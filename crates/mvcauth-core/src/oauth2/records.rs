//! OAuth2 entities persisted by the store backend.

use std::collections::BTreeSet;

use chrono::{DateTime, Utc};
use rand::RngCore;
use serde::{Deserialize, Serialize};
use sha2::{Digest, Sha256};
use subtle::ConstantTimeEq;

/// Split a space-delimited scope string into its members.
pub fn parse_scope(scope: &str) -> BTreeSet<String> {
    scope.split_whitespace().map(str::to_string).collect()
}

/// Generate an opaque token: 40 lowercase hex characters.
pub fn generate_token() -> String {
    let mut bytes = [0u8; 20];
    rand::thread_rng().fill_bytes(&mut bytes);
    hex::encode(bytes)
}

/// A registered OAuth2 client.
#[derive(Debug, Clone, PartialEq, Eq, Serialize, Deserialize)]
pub struct ClientRecord {
    pub client_id: String,
    /// SHA-256 of the client secret (hex). `None` for public clients.
    pub secret_hash: Option<String>,
    /// Registered redirect URI.
    pub redirect_uri: Option<String>,
    /// Grant types the client may use. `None` allows all supported grants.
    pub grant_types: Option<Vec<String>>,
    /// Space-delimited scopes the client may request. `None` allows any scope.
    pub scope: Option<String>,
    /// Resource owner the client acts for under `client_credentials`.
    pub user_id: Option<String>,
}

impl ClientRecord {
    /// Create a public client.
    pub fn new(client_id: impl Into<String>) -> Self {
        Self {
            client_id: client_id.into(),
            secret_hash: None,
            redirect_uri: None,
            grant_types: None,
            scope: None,
            user_id: None,
        }
    }

    /// Make this a confidential client with the given secret.
    pub fn with_secret(mut self, secret: &str) -> Self {
        self.secret_hash = Some(hash_secret(secret));
        self
    }

    pub fn with_redirect_uri(mut self, uri: impl Into<String>) -> Self {
        self.redirect_uri = Some(uri.into());
        self
    }

    pub fn with_grant_types(mut self, grant_types: &[&str]) -> Self {
        self.grant_types = Some(grant_types.iter().map(|g| g.to_string()).collect());
        self
    }

    pub fn with_scope(mut self, scope: impl Into<String>) -> Self {
        self.scope = Some(scope.into());
        self
    }

    pub fn with_user_id(mut self, user_id: impl Into<String>) -> Self {
        self.user_id = Some(user_id.into());
        self
    }

    pub fn is_public(&self) -> bool {
        self.secret_hash.is_none()
    }

    /// Check a presented secret. Public clients never match.
    pub fn verify_secret(&self, secret: &str) -> bool {
        match &self.secret_hash {
            Some(expected) => {
                let actual = hash_secret(secret);
                actual.as_bytes().ct_eq(expected.as_bytes()).into()
            }
            None => false,
        }
    }

    /// Whether the client may use `grant_type`.
    pub fn allows_grant(&self, grant_type: &str) -> bool {
        self.grant_types
            .as_ref()
            .map_or(true, |allowed| allowed.iter().any(|g| g == grant_type))
    }

    /// Whether every scope in `requested` is within the client's scope.
    pub fn allows_scope(&self, requested: &str) -> bool {
        match &self.scope {
            Some(allowed) => parse_scope(requested).is_subset(&parse_scope(allowed)),
            None => true,
        }
    }
}

fn hash_secret(secret: &str) -> String {
    hex::encode(Sha256::digest(secret.as_bytes()))
}

/// An issued access token.
#[derive(Debug, Clone, PartialEq, Eq, Serialize, Deserialize)]
pub struct TokenRecord {
    pub access_token: String,
    pub client_id: String,
    /// Resource owner the token was issued for, if any.
    pub user_id: Option<String>,
    pub expires_at: DateTime<Utc>,
    /// Space-delimited granted scope.
    pub scope: Option<String>,
}

impl TokenRecord {
    pub fn is_expired(&self, now: DateTime<Utc>) -> bool {
        now >= self.expires_at
    }

    /// Seconds left before expiry, clamped at zero.
    pub fn expires_in(&self, now: DateTime<Utc>) -> u64 {
        (self.expires_at - now).num_seconds().max(0) as u64
    }

    pub fn has_scope(&self, required: &str) -> bool {
        let granted = self.scope.as_deref().map(parse_scope).unwrap_or_default();
        parse_scope(required).is_subset(&granted)
    }
}

/// A single-use authorization code awaiting exchange.
#[derive(Debug, Clone, PartialEq, Eq, Serialize, Deserialize)]
pub struct AuthorizationCodeRecord {
    pub code: String,
    pub client_id: String,
    pub user_id: Option<String>,
    /// Redirect URI the code was issued for; the exchange must repeat it.
    pub redirect_uri: Option<String>,
    pub expires_at: DateTime<Utc>,
    pub scope: Option<String>,
}

impl AuthorizationCodeRecord {
    pub fn is_expired(&self, now: DateTime<Utc>) -> bool {
        now >= self.expires_at
    }
}

/// Successful token endpoint response body (RFC 6749 section 5.1).
#[derive(Debug, Clone, PartialEq, Eq, Serialize, Deserialize)]
pub struct TokenResponse {
    pub access_token: String,
    pub token_type: String,
    pub expires_in: u64,
    #[serde(skip_serializing_if = "Option::is_none")]
    pub scope: Option<String>,
}

impl TokenResponse {
    pub fn from_record(record: &TokenRecord, now: DateTime<Utc>) -> Self {
        Self {
            access_token: record.access_token.clone(),
            token_type: "Bearer".to_string(),
            expires_in: record.expires_in(now),
            scope: record.scope.clone(),
        }
    }
}

#[cfg(test)]
mod tests {
    use super::*;
    use chrono::Duration;

    #[test]
    fn test_generate_token() {
        let a = generate_token();
        let b = generate_token();
        assert_eq!(a.len(), 40);
        assert!(a.chars().all(|c| c.is_ascii_hexdigit()));
        assert_ne!(a, b);
    }

    #[test]
    fn test_client_secret() {
        let client = ClientRecord::new("svc").with_secret("s3cret");
        assert!(!client.is_public());
        assert!(client.verify_secret("s3cret"));
        assert!(!client.verify_secret("S3cret"));

        let public = ClientRecord::new("spa");
        assert!(public.is_public());
        assert!(!public.verify_secret(""));
    }

    #[test]
    fn test_client_restrictions() {
        let client = ClientRecord::new("svc")
            .with_grant_types(&["client_credentials"])
            .with_scope("read write");

        assert!(client.allows_grant("client_credentials"));
        assert!(!client.allows_grant("authorization_code"));
        assert!(client.allows_scope("read"));
        assert!(client.allows_scope("write read"));
        assert!(!client.allows_scope("read admin"));

        let open = ClientRecord::new("any");
        assert!(open.allows_grant("authorization_code"));
        assert!(open.allows_scope("admin"));
    }

    #[test]
    fn test_token_expiry_and_scope() {
        let now = Utc::now();
        let token = TokenRecord {
            access_token: generate_token(),
            client_id: "svc".to_string(),
            user_id: None,
            expires_at: now + Duration::seconds(60),
            scope: Some("read write".to_string()),
        };

        assert!(!token.is_expired(now));
        assert!(token.is_expired(now + Duration::seconds(60)));
        assert_eq!(token.expires_in(now), 60);
        assert_eq!(token.expires_in(now + Duration::seconds(120)), 0);
        assert!(token.has_scope("read"));
        assert!(!token.has_scope("admin"));
    }

    #[test]
    fn test_token_response_json() {
        let now = Utc::now();
        let token = TokenRecord {
            access_token: "abc".to_string(),
            client_id: "svc".to_string(),
            user_id: None,
            expires_at: now + Duration::seconds(3600),
            scope: None,
        };

        let json = serde_json::to_value(TokenResponse::from_record(&token, now)).unwrap();
        assert_eq!(json["token_type"], "Bearer");
        assert_eq!(json["expires_in"], 3600);
        assert!(json.get("scope").is_none());
    }
}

Activity: In the material above, each line with the word "TokenRecord" should be copied.

Answer section:
pub struct TokenRecord {
impl TokenRecord {
    pub fn from_record(record: &TokenRecord, now: DateTime<Utc>) -> Self {
        let token = TokenRecord {
        let token = TokenRecord {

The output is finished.